基于物理的模型(MODFLOW和MT3DMS)可以模拟研究区的地下水流动和溶质运移,考虑地下水和污染源排放对污染物羽流运动的影响。含水层的天然孔隙结构和污染源是不同的。

MODFLOW构建了具有空间变化的水力传导性的非均质地质介质。

MT3DMS模拟了多个污染源,这些污染源位于不同的位置,具有不同的释放强度,在污染物迁移模拟中驱动污染物的移动。

研究场景设计

在这里插入图片描述

为促进方法的开发与验证,本研究设立了两个综合实验场地,均基于无承压含水层特性。首块场地覆盖497,500平方米,如图5a展示,通过MODFLOW软件被划分成30列乘以15行的网格,每格尺寸为50米乘50米。该场地的水文边界条件设定为两侧无流量边界及两侧固定水头(分别为100米和95米),自然水力梯度促使地下水流动。水文地质参数设定包括渗透系数为0.3,储水系数为0.0001 (1/m),孔隙度为0.3。为了探讨水力传导率(HC)变异性对污染物迁移模型的效应,研究设置了两种不同的水力传导率场景:

A场景由五个区间构成,水力传导率在15至35米/日间变化(见图5c和5e);

B场景的水力传导率变异更大,范围自0至50米/日不等(图5d和5f所示)。

利用MT3DMS模型,整个研究区域设定30米的纵向弥散度来模拟污染物传输过程。区域内有三口注水井(W3位于上游,W1和W2位于下游)周期性注入污染物,其操作时间和释放浓度在图5a中有所体现,整个模拟周期长达2100天,分为2100个时间步长,每步代表一天。

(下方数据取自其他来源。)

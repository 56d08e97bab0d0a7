//! Status command - show queue statistics and facet counts.

use std::path::PathBuf;

use colored::Colorize;
use docket::presentation::Presenter;
use docket::{FacetCounts, QueueConfig};

use super::{open_session, paint};

pub fn run(
    file: PathBuf,
    config: &QueueConfig,
    json_output: bool,
) -> Result<(), Box<dyn std::error::Error>> {
    let session = open_session(&file, config)?;
    let queue = session.queue();
    let stats = queue.statistics();
    let facets = FacetCounts::collect(queue.items());

    if json_output {
        let status = serde_json::json!({
            "file": file.display().to_string(),
            "statistics": stats,
            "progress": stats.progress(),
            "facets": facets,
            "transitions": queue.history().len(),
        });
        println!("{}", serde_json::to_string_pretty(&status)?);
        return Ok(());
    }

    println!(
        "{} {}",
        "Review queue".cyan().bold(),
        file.display().to_string().white()
    );
    println!();

    // Progress bar
    let progress = stats.progress();
    let bar_width = 30;
    let filled = (progress * bar_width as f64).round() as usize;
    let bar: String = "█".repeat(filled) + &"░".repeat(bar_width - filled);
    println!(
        "Progress: {} {}/{} ({:.0}%)",
        bar.cyan(),
        stats.decided().to_string().white().bold(),
        stats.total,
        progress * 100.0
    );
    println!();

    let presenter = Presenter::new(session.vocabulary(), queue.policy());
    println!("{}", "Status:".yellow().bold());
    for card in presenter.stat_cards(&stats) {
        println!(
            "  {:16} {}",
            format!("{}:", card.label),
            paint(&card.value.to_string(), card.tone)
        );
    }
    println!();

    println!("{}", "By category:".yellow().bold());
    for (category, count) in &facets.by_category {
        println!("  {:16} {}", format!("{}:", category), count);
    }
    println!();

    println!("{}", "By priority:".yellow().bold());
    for (priority, count) in &facets.by_priority {
        let badge = presenter.priority_badge(*priority);
        println!(
            "  {:16} {}",
            format!("{}:", badge.label),
            paint(&count.to_string(), badge.tone)
        );
    }
    println!();

    println!("{}", "By document type:".yellow().bold());
    for (document_type, count) in &facets.by_document_type {
        println!(
            "  {:16} {}",
            format!("{}:", session.vocabulary().document_type_label(*document_type)),
            count
        );
    }
    println!();

    if stats.open() == 0 {
        println!("{}", "All items have been decided!".green().bold());
    } else {
        println!(
            "Run {} to see pending items.",
            format!("docket list {} --status pending", file.display())
                .cyan()
                .bold()
        );
    }

    Ok(())
}
//! CLI command implementations.

pub mod act;
pub mod batch;
pub mod history;
pub mod list;
pub mod show;
pub mod status;

use std::path::Path;

use colored::{ColoredString, Colorize};
use docket::presentation::Tone;
use docket::{QueueConfig, ReviewQueue, ReviewSession};

use crate::observer::ConsoleObserver;
use crate::store;

/// Load a queue file into a session configured by `config`.
pub fn open_session(
    file: &Path,
    config: &QueueConfig,
) -> Result<ReviewSession, Box<dyn std::error::Error>> {
    if !file.exists() {
        return Err(format!("Queue file not found: {}", file.display()).into());
    }

    let queue = ReviewQueue::from_snapshot(store::load(file)?)?;
    Ok(ReviewSession::new(queue, config.clone())?)
}

/// Like [`open_session`], with console notifications attached.
pub fn open_for_review(
    file: &Path,
    config: &QueueConfig,
    verbose: bool,
) -> Result<ReviewSession, Box<dyn std::error::Error>> {
    let mut session = open_session(file, config)?;
    session.subscribe(ConsoleObserver::new(verbose));
    Ok(session)
}

/// Persist the session's queue, keeping the previous file as a backup.
pub fn persist(session: &ReviewSession, file: &Path) -> Result<(), Box<dyn std::error::Error>> {
    store::save_with_history(&session.queue().snapshot(), file)?;
    Ok(())
}

/// Colour a label by its tone.
pub fn paint(label: &str, tone: Tone) -> ColoredString {
    match tone {
        Tone::Neutral => label.white(),
        Tone::Info => label.blue(),
        Tone::Success => label.green(),
        Tone::Warning => label.yellow(),
        Tone::Caution => label.truecolor(255, 140, 0),
        Tone::Danger => label.red(),
    }
}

另一研究区域(C场景)面积达180平方公里,约为首个场地的360倍(见图5b),在MODFLOW中的网格布局为120列乘150行,每格为100米乘100米。水文边界同样设计为两侧无流量及两侧固定水头(100米和85米)。该区域的水力传导率异质性更为显著,通过四个区域展现,跨度从30至350米/日(图5g)。此外,污染模拟也涉及W1、W2和W3三口井的间歇性注入,遵循特定排放计划与浓度,与前一场地的污染模拟方式保持一致。

数据集

污染物运移数据集由MODFLOW和MT3DMS模拟生成。在所有数据样本中,80%用于训练DL模型,其余20%用于性能评估。对400个周期的16个时空大数据集进行批优化训练,输出为50个时间步长的观测点的GD和CC预测。
在这里插入图片描述

表1展示了三种监测网不同算法的输入维度和参数个数。

实验结果

在这里插入图片描述

表2展示了五种情况下地下水降深和污染物浓度的统计建模误差(R2和RMSE),在所有的算法中,aGNN在几乎所有的五种情况下都获得了最低的RMSEa和最高的R2 a(表2),表明它在模拟非均匀分布的监测系统中的污染物传输方面比其他算法具有更好的性能。

代码复现

以下是模型的一些关键代码,包括GCN,多头自注意力机制,位置编码等关键部分。

import torch
import torch.nn as nn
import torch.nn.functional as F
import copy
import math
import numpy as np
from utils_dpl3_contam import norm_Adj


class RBF(nn.Module):
    """
    Transforms incoming data using a given radial basis function:
    u_{i} = rbf(||x - c_{i}|| / s_{i})
    Arguments:
        in_features: size of each input sample
        out_features: size of each output sample
    Shape:
        - Input: (N, in_features) where N is an arbitrary batch size
        - Output: (N, out_features) where N is an arbitrary batch size
    Attributes:
        centres: the learnable centres of shape (out_features, in_features).
            The values are initialised from a standard normal distribution.
            Normalising inputs to have mean 0 and standard deviation 1 is
            recommended.

        log_sigmas: logarithm of the learnable scaling factors of shape (out_features).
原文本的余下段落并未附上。